___ DATA EXTRACT ___
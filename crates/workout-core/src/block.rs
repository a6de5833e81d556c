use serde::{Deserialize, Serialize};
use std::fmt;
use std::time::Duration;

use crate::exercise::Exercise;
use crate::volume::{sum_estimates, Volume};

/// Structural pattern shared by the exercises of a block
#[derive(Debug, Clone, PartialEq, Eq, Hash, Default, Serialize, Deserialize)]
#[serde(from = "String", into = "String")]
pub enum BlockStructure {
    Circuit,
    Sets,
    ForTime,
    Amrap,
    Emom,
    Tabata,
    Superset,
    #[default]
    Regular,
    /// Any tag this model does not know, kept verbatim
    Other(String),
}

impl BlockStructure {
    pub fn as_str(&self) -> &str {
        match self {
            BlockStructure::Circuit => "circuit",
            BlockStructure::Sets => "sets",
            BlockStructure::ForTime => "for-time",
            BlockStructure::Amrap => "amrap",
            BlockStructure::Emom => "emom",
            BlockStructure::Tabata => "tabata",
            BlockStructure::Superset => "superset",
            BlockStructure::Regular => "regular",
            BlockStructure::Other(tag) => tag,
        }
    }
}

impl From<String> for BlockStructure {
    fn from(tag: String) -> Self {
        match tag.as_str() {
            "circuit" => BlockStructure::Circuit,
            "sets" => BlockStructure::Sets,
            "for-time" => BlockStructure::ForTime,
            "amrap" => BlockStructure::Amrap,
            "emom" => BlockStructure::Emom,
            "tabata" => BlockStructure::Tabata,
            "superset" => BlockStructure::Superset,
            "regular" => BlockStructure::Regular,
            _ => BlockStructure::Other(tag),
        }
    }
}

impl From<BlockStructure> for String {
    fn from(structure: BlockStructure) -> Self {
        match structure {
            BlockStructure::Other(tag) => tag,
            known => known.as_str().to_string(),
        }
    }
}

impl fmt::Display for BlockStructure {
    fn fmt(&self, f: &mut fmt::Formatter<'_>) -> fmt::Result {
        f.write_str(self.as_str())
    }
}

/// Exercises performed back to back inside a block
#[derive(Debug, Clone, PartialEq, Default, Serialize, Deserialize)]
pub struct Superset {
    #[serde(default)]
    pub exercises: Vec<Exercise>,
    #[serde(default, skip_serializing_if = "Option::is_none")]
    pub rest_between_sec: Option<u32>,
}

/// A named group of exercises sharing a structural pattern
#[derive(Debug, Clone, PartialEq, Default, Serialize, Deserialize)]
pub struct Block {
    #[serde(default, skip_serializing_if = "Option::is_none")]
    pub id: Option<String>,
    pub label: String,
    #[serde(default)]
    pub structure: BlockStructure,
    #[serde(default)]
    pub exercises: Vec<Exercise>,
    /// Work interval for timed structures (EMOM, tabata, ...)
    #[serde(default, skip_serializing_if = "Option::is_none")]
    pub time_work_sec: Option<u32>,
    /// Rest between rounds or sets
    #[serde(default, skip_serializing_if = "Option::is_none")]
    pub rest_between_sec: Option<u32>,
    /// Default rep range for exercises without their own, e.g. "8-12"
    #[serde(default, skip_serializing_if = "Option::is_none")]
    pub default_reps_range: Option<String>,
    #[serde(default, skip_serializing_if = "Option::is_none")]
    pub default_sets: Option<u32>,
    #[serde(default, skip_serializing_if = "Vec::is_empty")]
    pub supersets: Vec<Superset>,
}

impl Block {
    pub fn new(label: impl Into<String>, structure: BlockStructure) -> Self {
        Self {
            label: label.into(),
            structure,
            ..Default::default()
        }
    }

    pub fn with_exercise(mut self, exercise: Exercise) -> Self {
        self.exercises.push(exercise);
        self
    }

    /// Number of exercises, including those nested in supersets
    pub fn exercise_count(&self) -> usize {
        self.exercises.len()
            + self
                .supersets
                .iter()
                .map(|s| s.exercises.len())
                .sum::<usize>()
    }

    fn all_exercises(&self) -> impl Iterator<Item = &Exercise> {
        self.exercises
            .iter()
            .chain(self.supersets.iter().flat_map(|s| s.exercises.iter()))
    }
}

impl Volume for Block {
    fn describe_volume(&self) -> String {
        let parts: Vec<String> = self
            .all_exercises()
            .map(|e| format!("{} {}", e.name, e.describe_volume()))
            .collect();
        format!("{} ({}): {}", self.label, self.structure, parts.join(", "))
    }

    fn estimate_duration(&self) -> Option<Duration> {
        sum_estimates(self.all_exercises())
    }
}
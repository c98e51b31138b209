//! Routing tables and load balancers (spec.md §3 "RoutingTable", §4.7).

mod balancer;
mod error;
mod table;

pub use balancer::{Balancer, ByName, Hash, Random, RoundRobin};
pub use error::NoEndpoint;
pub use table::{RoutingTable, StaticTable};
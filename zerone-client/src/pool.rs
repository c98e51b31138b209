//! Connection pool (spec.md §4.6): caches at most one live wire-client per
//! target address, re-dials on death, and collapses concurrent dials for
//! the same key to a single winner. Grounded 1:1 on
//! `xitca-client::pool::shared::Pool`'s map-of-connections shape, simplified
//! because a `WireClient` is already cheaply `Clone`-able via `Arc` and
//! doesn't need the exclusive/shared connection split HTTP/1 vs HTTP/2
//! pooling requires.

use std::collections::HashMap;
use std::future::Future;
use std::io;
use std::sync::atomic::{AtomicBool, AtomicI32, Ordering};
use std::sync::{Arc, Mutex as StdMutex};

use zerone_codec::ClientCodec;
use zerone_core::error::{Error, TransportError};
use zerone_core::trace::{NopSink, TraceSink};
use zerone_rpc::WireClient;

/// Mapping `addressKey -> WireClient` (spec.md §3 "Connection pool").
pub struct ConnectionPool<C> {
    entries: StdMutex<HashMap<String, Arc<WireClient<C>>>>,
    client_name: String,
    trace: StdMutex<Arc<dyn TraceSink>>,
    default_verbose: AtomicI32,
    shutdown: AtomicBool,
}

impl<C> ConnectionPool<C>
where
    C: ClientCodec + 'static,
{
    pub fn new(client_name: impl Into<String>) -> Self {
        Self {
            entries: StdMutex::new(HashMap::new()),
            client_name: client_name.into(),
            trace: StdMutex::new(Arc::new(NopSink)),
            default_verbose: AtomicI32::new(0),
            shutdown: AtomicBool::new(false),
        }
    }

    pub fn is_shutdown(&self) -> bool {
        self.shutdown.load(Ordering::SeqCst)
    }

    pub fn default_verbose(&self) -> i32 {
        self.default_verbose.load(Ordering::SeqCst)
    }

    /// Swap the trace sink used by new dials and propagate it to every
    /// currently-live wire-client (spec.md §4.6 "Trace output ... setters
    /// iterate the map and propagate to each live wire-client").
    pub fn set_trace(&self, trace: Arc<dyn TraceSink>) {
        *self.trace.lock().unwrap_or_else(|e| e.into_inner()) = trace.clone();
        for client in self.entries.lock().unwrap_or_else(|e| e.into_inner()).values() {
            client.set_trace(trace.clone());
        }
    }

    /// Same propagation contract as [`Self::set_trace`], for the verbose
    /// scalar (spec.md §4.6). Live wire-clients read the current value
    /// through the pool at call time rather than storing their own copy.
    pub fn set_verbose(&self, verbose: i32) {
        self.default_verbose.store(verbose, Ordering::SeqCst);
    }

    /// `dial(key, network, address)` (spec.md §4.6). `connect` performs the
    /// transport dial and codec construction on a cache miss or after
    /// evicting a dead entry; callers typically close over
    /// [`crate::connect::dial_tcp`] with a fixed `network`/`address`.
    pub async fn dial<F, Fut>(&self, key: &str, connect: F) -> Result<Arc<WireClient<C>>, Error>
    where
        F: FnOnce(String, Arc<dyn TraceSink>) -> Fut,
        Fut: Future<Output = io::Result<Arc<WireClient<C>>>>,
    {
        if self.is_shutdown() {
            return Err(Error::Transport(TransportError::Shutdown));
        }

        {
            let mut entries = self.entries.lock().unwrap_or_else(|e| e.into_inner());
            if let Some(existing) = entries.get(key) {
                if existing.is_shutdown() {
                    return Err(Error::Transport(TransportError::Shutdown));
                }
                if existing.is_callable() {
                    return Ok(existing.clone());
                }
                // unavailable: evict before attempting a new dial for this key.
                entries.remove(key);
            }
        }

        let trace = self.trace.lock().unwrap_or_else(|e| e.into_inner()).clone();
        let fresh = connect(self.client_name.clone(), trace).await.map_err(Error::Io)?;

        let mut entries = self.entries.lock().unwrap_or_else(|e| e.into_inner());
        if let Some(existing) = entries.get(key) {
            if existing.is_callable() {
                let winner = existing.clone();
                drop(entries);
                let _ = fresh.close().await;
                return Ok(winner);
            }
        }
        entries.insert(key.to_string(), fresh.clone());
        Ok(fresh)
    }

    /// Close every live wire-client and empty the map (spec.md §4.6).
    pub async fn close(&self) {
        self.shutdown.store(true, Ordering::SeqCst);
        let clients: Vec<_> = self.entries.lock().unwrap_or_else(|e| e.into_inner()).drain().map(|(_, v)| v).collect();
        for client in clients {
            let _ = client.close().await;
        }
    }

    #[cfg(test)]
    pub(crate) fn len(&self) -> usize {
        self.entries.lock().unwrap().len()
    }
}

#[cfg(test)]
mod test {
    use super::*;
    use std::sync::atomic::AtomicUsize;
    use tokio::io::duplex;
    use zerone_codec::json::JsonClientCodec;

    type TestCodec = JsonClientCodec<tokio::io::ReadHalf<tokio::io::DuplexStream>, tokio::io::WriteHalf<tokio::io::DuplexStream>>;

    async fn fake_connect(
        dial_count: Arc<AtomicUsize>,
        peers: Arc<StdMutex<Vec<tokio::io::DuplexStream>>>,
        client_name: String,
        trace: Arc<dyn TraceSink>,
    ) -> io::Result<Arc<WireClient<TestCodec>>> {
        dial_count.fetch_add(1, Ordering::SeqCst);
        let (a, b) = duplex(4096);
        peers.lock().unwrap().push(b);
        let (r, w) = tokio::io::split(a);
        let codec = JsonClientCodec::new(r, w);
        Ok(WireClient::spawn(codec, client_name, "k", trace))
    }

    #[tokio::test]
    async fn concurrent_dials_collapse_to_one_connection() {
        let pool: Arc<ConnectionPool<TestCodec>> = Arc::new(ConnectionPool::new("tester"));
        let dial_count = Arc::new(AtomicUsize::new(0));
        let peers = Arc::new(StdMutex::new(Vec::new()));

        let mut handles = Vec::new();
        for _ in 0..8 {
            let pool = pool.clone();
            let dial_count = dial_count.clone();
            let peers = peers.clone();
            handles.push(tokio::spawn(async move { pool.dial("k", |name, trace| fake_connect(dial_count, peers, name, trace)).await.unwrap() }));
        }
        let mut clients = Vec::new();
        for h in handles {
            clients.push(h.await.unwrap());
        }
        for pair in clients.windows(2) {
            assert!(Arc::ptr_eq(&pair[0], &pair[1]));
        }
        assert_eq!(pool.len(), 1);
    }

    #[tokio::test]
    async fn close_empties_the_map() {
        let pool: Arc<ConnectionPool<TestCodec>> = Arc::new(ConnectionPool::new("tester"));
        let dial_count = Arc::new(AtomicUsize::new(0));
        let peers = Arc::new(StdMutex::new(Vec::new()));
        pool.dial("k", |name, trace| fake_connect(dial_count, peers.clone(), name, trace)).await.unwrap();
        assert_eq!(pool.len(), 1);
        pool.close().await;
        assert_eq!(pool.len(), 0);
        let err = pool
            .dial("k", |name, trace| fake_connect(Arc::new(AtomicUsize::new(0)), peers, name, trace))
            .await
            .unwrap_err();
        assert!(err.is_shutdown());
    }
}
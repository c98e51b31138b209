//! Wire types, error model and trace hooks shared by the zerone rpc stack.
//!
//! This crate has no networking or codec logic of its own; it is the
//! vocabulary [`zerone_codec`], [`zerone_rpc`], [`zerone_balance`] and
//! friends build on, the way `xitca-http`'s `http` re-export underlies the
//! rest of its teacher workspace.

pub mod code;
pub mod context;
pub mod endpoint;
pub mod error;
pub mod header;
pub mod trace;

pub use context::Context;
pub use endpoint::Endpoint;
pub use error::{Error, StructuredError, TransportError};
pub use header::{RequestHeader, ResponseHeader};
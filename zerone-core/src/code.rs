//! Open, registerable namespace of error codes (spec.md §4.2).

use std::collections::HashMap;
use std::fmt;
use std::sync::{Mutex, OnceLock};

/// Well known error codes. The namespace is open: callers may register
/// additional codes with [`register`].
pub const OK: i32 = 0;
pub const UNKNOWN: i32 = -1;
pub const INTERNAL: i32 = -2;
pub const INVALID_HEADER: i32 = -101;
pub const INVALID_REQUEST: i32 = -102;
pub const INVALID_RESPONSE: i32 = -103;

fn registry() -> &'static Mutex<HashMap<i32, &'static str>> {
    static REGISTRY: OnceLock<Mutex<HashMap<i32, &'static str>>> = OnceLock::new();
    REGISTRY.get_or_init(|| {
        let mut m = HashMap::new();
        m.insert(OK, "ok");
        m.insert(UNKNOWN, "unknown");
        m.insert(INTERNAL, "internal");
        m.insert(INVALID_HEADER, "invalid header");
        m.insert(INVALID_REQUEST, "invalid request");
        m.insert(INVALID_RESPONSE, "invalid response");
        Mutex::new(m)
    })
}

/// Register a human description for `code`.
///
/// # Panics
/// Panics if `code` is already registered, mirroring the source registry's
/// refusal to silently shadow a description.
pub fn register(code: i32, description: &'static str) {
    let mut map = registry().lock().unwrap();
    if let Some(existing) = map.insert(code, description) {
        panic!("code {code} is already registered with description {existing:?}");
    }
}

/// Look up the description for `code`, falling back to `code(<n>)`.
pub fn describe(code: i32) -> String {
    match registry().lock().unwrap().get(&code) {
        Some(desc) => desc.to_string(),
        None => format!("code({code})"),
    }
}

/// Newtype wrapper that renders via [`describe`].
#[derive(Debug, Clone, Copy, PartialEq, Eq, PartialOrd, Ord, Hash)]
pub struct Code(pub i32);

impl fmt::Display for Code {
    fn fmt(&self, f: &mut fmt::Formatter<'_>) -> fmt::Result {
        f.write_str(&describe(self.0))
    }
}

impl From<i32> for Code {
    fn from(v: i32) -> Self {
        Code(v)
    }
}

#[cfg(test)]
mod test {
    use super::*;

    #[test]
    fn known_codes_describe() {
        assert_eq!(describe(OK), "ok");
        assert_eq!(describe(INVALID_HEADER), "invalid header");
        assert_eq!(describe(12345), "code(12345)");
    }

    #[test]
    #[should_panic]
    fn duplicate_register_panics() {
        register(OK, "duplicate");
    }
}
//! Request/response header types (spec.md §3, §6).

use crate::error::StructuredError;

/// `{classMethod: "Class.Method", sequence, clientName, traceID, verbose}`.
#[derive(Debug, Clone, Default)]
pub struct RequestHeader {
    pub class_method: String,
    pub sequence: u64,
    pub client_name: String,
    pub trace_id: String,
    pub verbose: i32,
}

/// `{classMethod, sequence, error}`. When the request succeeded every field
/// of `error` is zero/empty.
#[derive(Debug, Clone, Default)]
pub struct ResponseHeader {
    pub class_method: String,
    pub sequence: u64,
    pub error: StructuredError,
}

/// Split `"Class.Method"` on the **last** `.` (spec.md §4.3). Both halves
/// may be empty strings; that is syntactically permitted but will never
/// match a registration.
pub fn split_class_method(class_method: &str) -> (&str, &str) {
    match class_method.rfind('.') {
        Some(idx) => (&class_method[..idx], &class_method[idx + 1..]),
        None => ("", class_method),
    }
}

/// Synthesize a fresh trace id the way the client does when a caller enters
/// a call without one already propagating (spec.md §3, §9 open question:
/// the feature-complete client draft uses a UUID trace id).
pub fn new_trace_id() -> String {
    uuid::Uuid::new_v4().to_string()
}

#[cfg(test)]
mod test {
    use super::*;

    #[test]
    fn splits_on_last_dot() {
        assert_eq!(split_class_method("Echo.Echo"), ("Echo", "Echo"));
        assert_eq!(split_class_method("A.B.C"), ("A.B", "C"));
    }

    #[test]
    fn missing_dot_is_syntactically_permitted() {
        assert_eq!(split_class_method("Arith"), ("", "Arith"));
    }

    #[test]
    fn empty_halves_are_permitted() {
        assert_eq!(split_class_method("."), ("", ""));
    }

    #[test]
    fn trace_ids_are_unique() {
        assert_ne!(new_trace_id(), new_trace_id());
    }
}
___
§ DIRECTIONS: Please return the lines above that run from the line containing "self.default_verbose.load(Ordering::SeqCst)" to the line containing "for the verbose", inclusive, exactly and with no other lines.

§ ANSWER BELOW:
        self.default_verbose.load(Ordering::SeqCst)
    }

    /// Swap the trace sink used by new dials and propagate it to every
    /// currently-live wire-client (spec.md §4.6 "Trace output ... setters
    /// iterate the map and propagate to each live wire-client").
    pub fn set_trace(&self, trace: Arc<dyn TraceSink>) {
        *self.trace.lock().unwrap_or_else(|e| e.into_inner()) = trace.clone();
        for client in self.entries.lock().unwrap_or_else(|e| e.into_inner()).values() {
            client.set_trace(trace.clone());
        }
    }

    /// Same propagation contract as [`Self::set_trace`], for the verbose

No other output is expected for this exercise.